Different Spine Surgery Recommendations
In the October 2014 Spine Journal, there was a fascinating Study presented by Dr. Mroz of the Cleveland Clinic regarding “Differences in the surgical treatment of recurrent lumbar disk herniation among spine surgeon in the United States”.
The study identified significant differences among US spine surgeons, regarding the use of Lumbar spinal fusion in combination with repeat removal of a disk, versus just repeating a removal of a disk. The study concludes:
1. Surgeons in practice for more than 15 years will more likely chose to just remove the disk without fusion.

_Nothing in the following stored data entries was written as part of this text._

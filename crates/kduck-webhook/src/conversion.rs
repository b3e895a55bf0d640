//! Conversion controllers and their HTTP handler

use std::sync::Arc;
use std::time::Instant;

use async_trait::async_trait;
use axum::Json;
use axum::body::Bytes;
use axum::extract::State;
use tracing::{debug, warn};

use crate::error::{Result, WebhookError};
use crate::review::{ConversionRequest, ConversionResponse, ConversionReview};
use crate::stats;

/// Converts custom resources between the versions of a CRD
#[async_trait]
pub trait ConversionController: Send + Sync {
    /// HTTP path the controller is served at
    fn path(&self) -> &str;

    /// Convert every object of `request` to its desired version
    async fn convert(&self, request: &ConversionRequest) -> ConversionResponse;
}

/// Serve one conversion review
pub(crate) async fn handle_conversion(
    State(controller): State<Arc<dyn ConversionController>>,
    body: Bytes,
) -> Result<Json<ConversionReview>> {
    let started = Instant::now();

    let review: ConversionReview = serde_json::from_slice(&body).map_err(|e| {
        warn!(path = controller.path(), error = %e, "could not decode conversion review");
        WebhookError::InvalidReview(format!("could not decode body: {}", e))
    })?;
    let request = review.request.as_ref().ok_or_else(|| {
        WebhookError::InvalidReview("conversion review has no request".to_string())
    })?;

    let response = controller.convert(request).await;
    let status = response.result.summary();
    debug!(
        uid = %request.uid,
        desired = %request.desired_api_version,
        objects = request.objects.len(),
        status,
        "handled conversion review"
    );
    stats::record_conversion(&request.desired_api_version, status, started.elapsed());

    // The reply carries the type meta the API server sent.
    Ok(Json(ConversionReview {
        api_version: review.api_version.clone(),
        kind: review.kind.clone(),
        request: None,
        response: Some(response),
    }))
}

#[cfg(test)]
mod tests {
    use super::*;
    use crate::options::WebhookOptions;
    use crate::review::{REVIEW_API_VERSION, REVIEW_KIND};
    use crate::server::Webhook;
    use crate::stats::{GROUP_ATTR, HANDLER_DURATION, STATUS_ATTR, VERSION_ATTR, WEBHOOK_TYPE_ATTR};
    use axum::body::Body;
    use axum::http::{Request, StatusCode};
    use axum::response::Response;
    use kduck_metrics::default_meter;
    use serde_json::json;
    use tower::ServiceExt;

    struct FixedConversionController {
        path: String,
        response: ConversionResponse,
    }

    #[async_trait]
    impl ConversionController for FixedConversionController {
        fn path(&self) -> &str {
            &self.path
        }

        async fn convert(&self, _request: &ConversionRequest) -> ConversionResponse {
            self.response.clone()
        }
    }

    async fn call(response: ConversionResponse, body: Body) -> Response {
        let controller: Arc<dyn ConversionController> = Arc::new(FixedConversionController {
            path: "/bazinga".to_string(),
            response,
        });
        let webhook =
            Webhook::new(WebhookOptions::new("webhook", "webhook-certs"), vec![controller]).unwrap();
        let request = Request::builder()
            .method("POST")
            .uri("/bazinga")
            .header("content-type", "application/json")
            .body(body)
            .unwrap();
        webhook.router().oneshot(request).await.unwrap()
    }

    async fn body_text(response: Response) -> String {
        let bytes = axum::body::to_bytes(response.into_body(), 1024 * 1024)
            .await
            .unwrap();
        String::from_utf8(bytes.to_vec()).unwrap()
    }

    fn review() -> Body {
        Body::from(
            json!({
                "apiVersion": REVIEW_API_VERSION,
                "kind": REVIEW_KIND,
                "request": {
                    "uid": "some-uid",
                    "desiredAPIVersion": "example.com/v1",
                    "objects": []
                }
            })
            .to_string(),
        )
    }

    fn recorded(status: &str) -> bool {
        default_meter()
            .retrieve_data(HANDLER_DURATION)
            .unwrap()
            .iter()
            .any(|row| {
                row.tags.get(WEBHOOK_TYPE_ATTR) == Some("conversion")
                    && row.tags.get(GROUP_ATTR) == Some("example.com")
                    && row.tags.get(VERSION_ATTR) == Some("v1")
                    && row.tags.get(STATUS_ATTR) == Some(status)
            })
    }

    #[tokio::test]
    async fn test_empty_request_body() {
        let response = call(ConversionResponse::default(), Body::empty()).await;
        assert_eq!(response.status(), StatusCode::BAD_REQUEST);
        assert!(body_text(response).await.starts_with("could not decode body:"));
    }

    #[tokio::test]
    async fn test_review_without_request() {
        let body = Body::from(r#"{"apiVersion":"apiextensions.k8s.io/v1","kind":"ConversionReview"}"#);
        let response = call(ConversionResponse::default(), body).await;
        assert_eq!(response.status(), StatusCode::BAD_REQUEST);
        assert_eq!(body_text(response).await, "conversion review has no request");
    }

    #[tokio::test]
    async fn test_valid_response() {
        let response = call(ConversionResponse::success("some-uid", vec![]), review()).await;
        assert_eq!(response.status(), StatusCode::OK);

        insta::assert_snapshot!(
            body_text(response).await,
            @r#"{"apiVersion":"apiextensions.k8s.io/v1","kind":"ConversionReview","response":{"uid":"some-uid","convertedObjects":[],"result":{"status":"Success"}}}"#
        );
        assert!(recorded("success"));
    }

    #[tokio::test]
    async fn test_reply_echoes_review_type_meta() {
        let body = Body::from(
            json!({
                "apiVersion": "apiextensions.k8s.io/v1beta1",
                "kind": "ConversionReview",
                "request": {
                    "uid": "some-uid",
                    "desiredAPIVersion": "example.com/v1",
                    "objects": []
                }
            })
            .to_string(),
        );
        let response = call(ConversionResponse::success("some-uid", vec![]), body).await;
        assert_eq!(response.status(), StatusCode::OK);

        let reply: ConversionReview = serde_json::from_str(&body_text(response).await).unwrap();
        assert_eq!(reply.api_version, "apiextensions.k8s.io/v1beta1");
        assert_eq!(reply.kind, "ConversionReview");
    }

    #[tokio::test]
    async fn test_invalid_response() {
        let response = call(ConversionResponse::failure("some-uid", "bad object"), review()).await;
        assert_eq!(response.status(), StatusCode::OK);

        let reply: ConversionReview = serde_json::from_str(&body_text(response).await).unwrap();
        let result = reply.response.unwrap();
        assert_eq!(result.uid, "some-uid");
        assert_eq!(result.result.summary(), "failure");
        assert!(recorded("failure"));
    }
}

2. Surgeons with a larger surgical volume will also chose to fuse the spine as well as remove the disk.
Unfortunately, these conclusions tend to support the stereotype of the “young aggressive surgeon”.

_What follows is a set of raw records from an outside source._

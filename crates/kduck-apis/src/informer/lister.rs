//! Read-only views over an informer's cache

use std::sync::Arc;

use super::Indexer;
use crate::client::GroupResource;
use crate::duck::{Duck, object_key};
use crate::error::{DuckError, Result};

/// Lists and gets objects of one resource from a local cache
pub struct GenericLister<T> {
    indexer: Arc<Indexer<T>>,
    resource: GroupResource,
}

impl<T> Clone for GenericLister<T> {
    fn clone(&self) -> Self {
        Self {
            indexer: self.indexer.clone(),
            resource: self.resource.clone(),
        }
    }
}

impl<T: Duck> GenericLister<T> {
    pub fn new(indexer: Arc<Indexer<T>>, resource: GroupResource) -> Self {
        Self { indexer, resource }
    }

    /// Every cached object across namespaces
    pub fn list(&self) -> Vec<Arc<T>> {
        self.indexer.list()
    }

    /// Get a cluster-scoped object by name
    pub fn get(&self, name: &str) -> Result<Arc<T>> {
        self.lookup(None, name)
    }

    /// Restrict lookups to one namespace
    pub fn by_namespace(&self, namespace: impl Into<String>) -> NamespaceLister<T> {
        NamespaceLister {
            lister: self.clone(),
            namespace: namespace.into(),
        }
    }

    fn lookup(&self, namespace: Option<&str>, name: &str) -> Result<Arc<T>> {
        self.indexer
            .get_by_key(&object_key(namespace, name))
            .ok_or_else(|| DuckError::NotFound {
                resource: self.resource.to_string(),
                name: name.to_string(),
            })
    }
}

/// Lister restricted to one namespace
pub struct NamespaceLister<T> {
    lister: GenericLister<T>,
    namespace: String,
}

impl<T: Duck> NamespaceLister<T> {
    pub fn list(&self) -> Vec<Arc<T>> {
        self.lister.indexer.by_namespace(&self.namespace)
    }

    pub fn get(&self, name: &str) -> Result<Arc<T>> {
        self.lister.lookup(Some(&self.namespace), name)
    }
}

To be fair, the study did look and compare the results of surgeon preference for surgical management in for first time recurrent disk herniations, and there was a better consensus that repeat removal of the disk is the preferred method.
The much larger difference was identified when there is a second recurrent disk herniation.
The study was a collection of data via an on-line survey of spine surgeons. Of the total of 2460 surgeons surveyed, only 445 completed the questionnaire. Questions identified the geography of the surgeon, the duration of practice, whether the surgeon was fellowship trained, whether the surgeon was in an academic practice, and the number of spine surgeries performed each year.
Analysis of the data did not show any difference in the surgery preferences in terms of fellowship training, academic practice, or geography.
The study demonstrates that surgeons can have significant differences in surgical recommendation for the same set of findings. For patients, it certainly confirms the age old recommendation of seeking second opinions about major spine surgery.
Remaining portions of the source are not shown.